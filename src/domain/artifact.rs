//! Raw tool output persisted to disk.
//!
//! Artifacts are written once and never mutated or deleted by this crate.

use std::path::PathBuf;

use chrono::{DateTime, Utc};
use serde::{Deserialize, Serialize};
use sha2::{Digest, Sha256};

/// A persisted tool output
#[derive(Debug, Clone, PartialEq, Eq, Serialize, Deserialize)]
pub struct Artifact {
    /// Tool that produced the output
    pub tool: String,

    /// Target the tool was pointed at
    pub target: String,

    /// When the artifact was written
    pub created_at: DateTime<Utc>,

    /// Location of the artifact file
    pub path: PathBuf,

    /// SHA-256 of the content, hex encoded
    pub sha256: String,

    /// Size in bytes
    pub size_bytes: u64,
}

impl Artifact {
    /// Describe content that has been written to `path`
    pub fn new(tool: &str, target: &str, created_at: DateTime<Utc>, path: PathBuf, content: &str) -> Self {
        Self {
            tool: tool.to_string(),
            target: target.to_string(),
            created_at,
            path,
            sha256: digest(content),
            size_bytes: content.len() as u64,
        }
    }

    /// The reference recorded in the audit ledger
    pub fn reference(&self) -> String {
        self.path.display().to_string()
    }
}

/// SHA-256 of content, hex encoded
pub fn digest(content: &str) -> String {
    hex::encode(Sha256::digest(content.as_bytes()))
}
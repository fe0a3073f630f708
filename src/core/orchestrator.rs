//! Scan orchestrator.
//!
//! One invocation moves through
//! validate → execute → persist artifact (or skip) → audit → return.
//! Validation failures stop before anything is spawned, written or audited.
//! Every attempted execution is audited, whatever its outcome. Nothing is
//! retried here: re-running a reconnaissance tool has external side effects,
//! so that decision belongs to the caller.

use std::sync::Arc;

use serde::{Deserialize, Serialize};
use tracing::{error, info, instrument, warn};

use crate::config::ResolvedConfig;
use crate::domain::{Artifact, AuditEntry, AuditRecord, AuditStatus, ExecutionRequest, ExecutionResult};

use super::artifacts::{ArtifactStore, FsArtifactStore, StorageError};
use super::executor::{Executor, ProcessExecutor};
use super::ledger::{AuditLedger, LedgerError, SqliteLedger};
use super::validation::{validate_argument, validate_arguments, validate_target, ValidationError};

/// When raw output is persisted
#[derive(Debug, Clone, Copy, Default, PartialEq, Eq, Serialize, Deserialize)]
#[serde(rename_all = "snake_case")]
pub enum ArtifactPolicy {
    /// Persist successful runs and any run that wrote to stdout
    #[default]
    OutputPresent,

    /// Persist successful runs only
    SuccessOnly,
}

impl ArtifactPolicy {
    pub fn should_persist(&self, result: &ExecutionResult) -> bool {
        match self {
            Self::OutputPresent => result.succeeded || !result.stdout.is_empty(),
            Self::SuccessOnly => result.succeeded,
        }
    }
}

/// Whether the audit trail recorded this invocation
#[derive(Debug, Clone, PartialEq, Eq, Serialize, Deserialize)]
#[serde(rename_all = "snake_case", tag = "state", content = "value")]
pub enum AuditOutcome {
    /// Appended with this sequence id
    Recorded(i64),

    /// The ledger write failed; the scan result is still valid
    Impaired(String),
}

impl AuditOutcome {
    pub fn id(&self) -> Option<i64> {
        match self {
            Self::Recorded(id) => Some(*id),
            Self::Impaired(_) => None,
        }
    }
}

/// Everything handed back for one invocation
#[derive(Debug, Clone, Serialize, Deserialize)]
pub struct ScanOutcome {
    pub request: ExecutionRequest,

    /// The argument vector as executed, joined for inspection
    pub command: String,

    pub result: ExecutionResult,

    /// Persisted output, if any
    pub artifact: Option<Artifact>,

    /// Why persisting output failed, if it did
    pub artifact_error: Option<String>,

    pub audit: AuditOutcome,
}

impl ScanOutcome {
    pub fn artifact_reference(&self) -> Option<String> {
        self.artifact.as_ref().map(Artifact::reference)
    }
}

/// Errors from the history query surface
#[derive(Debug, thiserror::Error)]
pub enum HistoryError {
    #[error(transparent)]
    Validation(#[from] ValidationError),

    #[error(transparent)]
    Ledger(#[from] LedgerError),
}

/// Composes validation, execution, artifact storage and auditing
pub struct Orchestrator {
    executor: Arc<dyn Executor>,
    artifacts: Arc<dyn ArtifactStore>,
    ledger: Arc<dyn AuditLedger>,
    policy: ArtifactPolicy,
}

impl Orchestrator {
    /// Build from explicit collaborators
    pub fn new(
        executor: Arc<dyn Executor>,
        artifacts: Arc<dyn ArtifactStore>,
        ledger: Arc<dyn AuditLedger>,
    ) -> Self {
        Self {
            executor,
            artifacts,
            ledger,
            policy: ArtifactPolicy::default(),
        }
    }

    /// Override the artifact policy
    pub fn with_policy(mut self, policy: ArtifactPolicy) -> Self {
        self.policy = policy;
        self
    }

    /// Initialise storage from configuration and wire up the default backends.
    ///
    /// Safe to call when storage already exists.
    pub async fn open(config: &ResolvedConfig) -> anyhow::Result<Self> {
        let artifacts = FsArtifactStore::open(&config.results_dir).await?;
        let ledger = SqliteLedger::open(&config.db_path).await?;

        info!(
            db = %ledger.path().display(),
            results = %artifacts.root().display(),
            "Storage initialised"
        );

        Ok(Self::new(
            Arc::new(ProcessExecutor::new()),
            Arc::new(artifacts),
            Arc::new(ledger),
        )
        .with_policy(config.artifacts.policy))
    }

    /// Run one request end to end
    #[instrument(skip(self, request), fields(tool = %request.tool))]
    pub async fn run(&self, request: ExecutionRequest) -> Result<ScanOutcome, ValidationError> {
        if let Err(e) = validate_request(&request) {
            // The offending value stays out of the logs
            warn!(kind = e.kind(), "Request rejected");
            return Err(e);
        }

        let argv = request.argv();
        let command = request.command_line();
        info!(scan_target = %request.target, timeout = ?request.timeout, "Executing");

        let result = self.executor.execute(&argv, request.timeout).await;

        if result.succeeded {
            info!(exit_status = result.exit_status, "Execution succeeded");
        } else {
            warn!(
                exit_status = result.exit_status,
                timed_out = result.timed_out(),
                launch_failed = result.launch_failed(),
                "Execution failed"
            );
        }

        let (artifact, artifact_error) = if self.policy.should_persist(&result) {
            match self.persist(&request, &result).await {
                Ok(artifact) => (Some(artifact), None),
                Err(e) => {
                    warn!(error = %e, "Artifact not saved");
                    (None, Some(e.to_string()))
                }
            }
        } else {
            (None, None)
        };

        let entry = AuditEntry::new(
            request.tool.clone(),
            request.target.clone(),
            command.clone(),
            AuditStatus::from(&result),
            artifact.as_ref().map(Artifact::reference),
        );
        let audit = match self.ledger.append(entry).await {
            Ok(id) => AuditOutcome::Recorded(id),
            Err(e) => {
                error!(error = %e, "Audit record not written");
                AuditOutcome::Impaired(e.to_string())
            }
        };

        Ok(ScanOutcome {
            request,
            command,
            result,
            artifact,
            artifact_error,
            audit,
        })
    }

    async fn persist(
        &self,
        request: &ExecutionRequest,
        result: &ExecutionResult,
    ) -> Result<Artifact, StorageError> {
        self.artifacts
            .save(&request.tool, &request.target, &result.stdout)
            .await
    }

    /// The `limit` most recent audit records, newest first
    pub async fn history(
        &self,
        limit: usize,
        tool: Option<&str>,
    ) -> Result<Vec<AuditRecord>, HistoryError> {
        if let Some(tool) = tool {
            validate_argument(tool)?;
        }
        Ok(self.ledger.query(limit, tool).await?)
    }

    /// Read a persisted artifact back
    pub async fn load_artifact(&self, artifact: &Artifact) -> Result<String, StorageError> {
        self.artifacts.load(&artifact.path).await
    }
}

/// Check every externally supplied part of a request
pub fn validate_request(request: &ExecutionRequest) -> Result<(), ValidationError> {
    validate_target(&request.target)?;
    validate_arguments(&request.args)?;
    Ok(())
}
◆ ◆ ◆ ◆ ◆
From the data above, count the lines that contain "written" and write only that count.

5